Bölge Adliye Mahkemesince, mahkemenin vakıa ve hukuki değerlendirmesinde usul ve esas yönünden yasaya aykırılık bulunmadığı, radyo ahaber” ibareli başvuru ile redde mesnet “RADYO A” asıl unsurlu markalar arasında 556 sayılı KHK’nın 8/1-b maddesi anlamında ortalama alıcılar nezdinde görsel, işitsel ve anlamsal olarak bıraktıkları genel izlenim itibariyle ilişkilendirilme ihtimalini de içerecek şekilde iltibas tehlikesinin bulunduğu, zira redde mesnet markaların asli unsuur olan “RADYO A” ibaresinin, dava konusu başvuruda da aynen kullanıldığı, tertip tarzları itibariyle davacı adına tescilli önceki tarihli markaların asli unsurları ile dava konusu başvurunun asli unsurunun farklı olduğu ve bu nedenle davacının, dava konusu başvuru üzerinde müktesep hakkının bulunmadığı gerekçesiyle davacı vekilinin istinaf başvurusunun esastan reddine karar verilmiştir.
Karar, davacı vekili tarafından temyiz edilmiştir.
Yapılan yargılama ve saptanan somut uyuşmazlık bakımından uygulanması gereken hukuk kuralları gözetildiğinde İlk Derece Mahkemesince verilen kararda bir isabetsizlik olmadığının anlaşılmasına göre yapılan istinaf başvurusunun HMK’nın 353/b-1 maddesi uyarınca Bölge Adliye Mahkemesince esastan reddine ilişkin kararın usul ve yasaya uygun olduğu kanısına varıldığından Bölge Adliye Mahkemesi kararının onanmasına karar vermek gerekmiştir.

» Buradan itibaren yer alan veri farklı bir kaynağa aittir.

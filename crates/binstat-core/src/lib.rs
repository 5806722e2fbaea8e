//! Core types shared across the binstat crates
//!
//! This crate carries the unified error type and the handful of descriptive
//! statistics (means, population variances, weighted moments) that the
//! histogram and I/O layers build on.
//!
//! # Example
//!
//! ```rust
//! use binstat_core::utils::{mean, population_std_dev};
//!
//! let contents = [2.0, 4.0, 4.0, 4.0, 5.0, 5.0, 7.0, 9.0];
//! assert_eq!(mean(&contents), 5.0);
//! assert_eq!(population_std_dev(&contents), 2.0);
//! ```

pub mod error;
pub mod utils;

pub use error::{Error, Result};
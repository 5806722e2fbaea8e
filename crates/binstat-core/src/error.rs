//! Error types for binned statistics
//!
//! Provides a unified error type for all binstat crates.

use thiserror::Error;

/// Core error type for histogram construction and aggregation
#[derive(Error, Debug)]
pub enum Error {
    /// Invalid parameter provided to a function
    #[error("Invalid parameter: {0}")]
    InvalidParameter(String),

    /// Invalid input data
    #[error("Invalid input: {0}")]
    InvalidInput(String),

    /// Insufficient data for the requested operation
    #[error("Insufficient data for {operation}: expected at least {expected} samples, got {actual}")]
    InsufficientData {
        operation: String,
        expected: usize,
        actual: usize,
    },

    /// Numerical computation error
    #[error("Computation error: {0}")]
    Computation(String),
}

/// Result type alias using our Error type
pub type Result<T> = std::result::Result<T, Error>;

// Helper functions for common error patterns

impl Error {
    /// Create an error for empty input
    pub fn empty_input(operation: &str) -> Self {
        Self::InsufficientData {
            operation: operation.to_string(),
            expected: 1,
            actual: 0,
        }
    }

    /// Create an error for size mismatch
    pub fn size_mismatch(expected: usize, actual: usize, context: &str) -> Self {
        Self::InvalidInput(format!(
            "Size mismatch in {context}: expected {expected}, got {actual}"
        ))
    }

    /// Create an error for NaN/Inf values
    pub fn non_finite(context: &str) -> Self {
        Self::Computation(format!("{context} contains NaN or infinite values"))
    }

    /// Create an error for content that landed outside the addressable bins
    pub fn overflow(context: &str) -> Self {
        Self::InvalidInput(format!("{context} has content in its under/overflow bins"))
    }
}

#[cfg(test)]
mod tests {
    use super::*;

    #[test]
    fn test_error_display() {
        let err = Error::InvalidParameter("n_bins must be positive".to_string());
        assert_eq!(err.to_string(), "Invalid parameter: n_bins must be positive");

        let err = Error::InvalidInput("unsorted low edges".to_string());
        assert_eq!(err.to_string(), "Invalid input: unsorted low edges");

        let err = Error::InsufficientData {
            operation: "mean".to_string(),
            expected: 3,
            actual: 1,
        };
        assert_eq!(err.to_string(), "Insufficient data for mean: expected at least 3 samples, got 1");

        let err = Error::Computation("beta quantile failed".to_string());
        assert_eq!(err.to_string(), "Computation error: beta quantile failed");
    }

    #[test]
    fn test_error_helper_functions() {
        let err = Error::empty_input("bool histogram");
        match &err {
            Error::InsufficientData {
                operation,
                expected,
                actual,
            } => {
                assert_eq!(operation, "bool histogram");
                assert_eq!(*expected, 1);
                assert_eq!(*actual, 0);
            }
            other => panic!("Wrong error type: {other:?}"),
        }
        assert!(err.to_string().contains("bool histogram"));

        let err = Error::size_mismatch(4, 3, "bin errors");
        assert_eq!(err.to_string(), "Invalid input: Size mismatch in bin errors: expected 4, got 3");

        let err = Error::non_finite("bin contents");
        assert_eq!(err.to_string(), "Computation error: bin contents contains NaN or infinite values");

        let err = Error::overflow("count histogram");
        assert!(err.to_string().contains("under/overflow"));
    }
}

SONUÇ: Yukarda açıklanan nedenlerle, davacı vekilinin temyiz isteminin reddi ile Bölge Adliye Mahkemesince verilen kararın HMK’nın 370/1. maddesi uyarınca ONANMASINA, HMK’nın 372. maddesi uyarınca işlem yapılmak üzere dava dosyasının İlk Derece Mahkemesine, kararın bir örneğinin Bölge Adliye Mahkemesine gönderilmesine, aşağıda yazılı bakiye 26,30 TL temyiz ilam harcının temyiz eden davacıdan alınmasına, 30/05/2022 tarihinde kesin olarak oybirliğiyle karar verildi.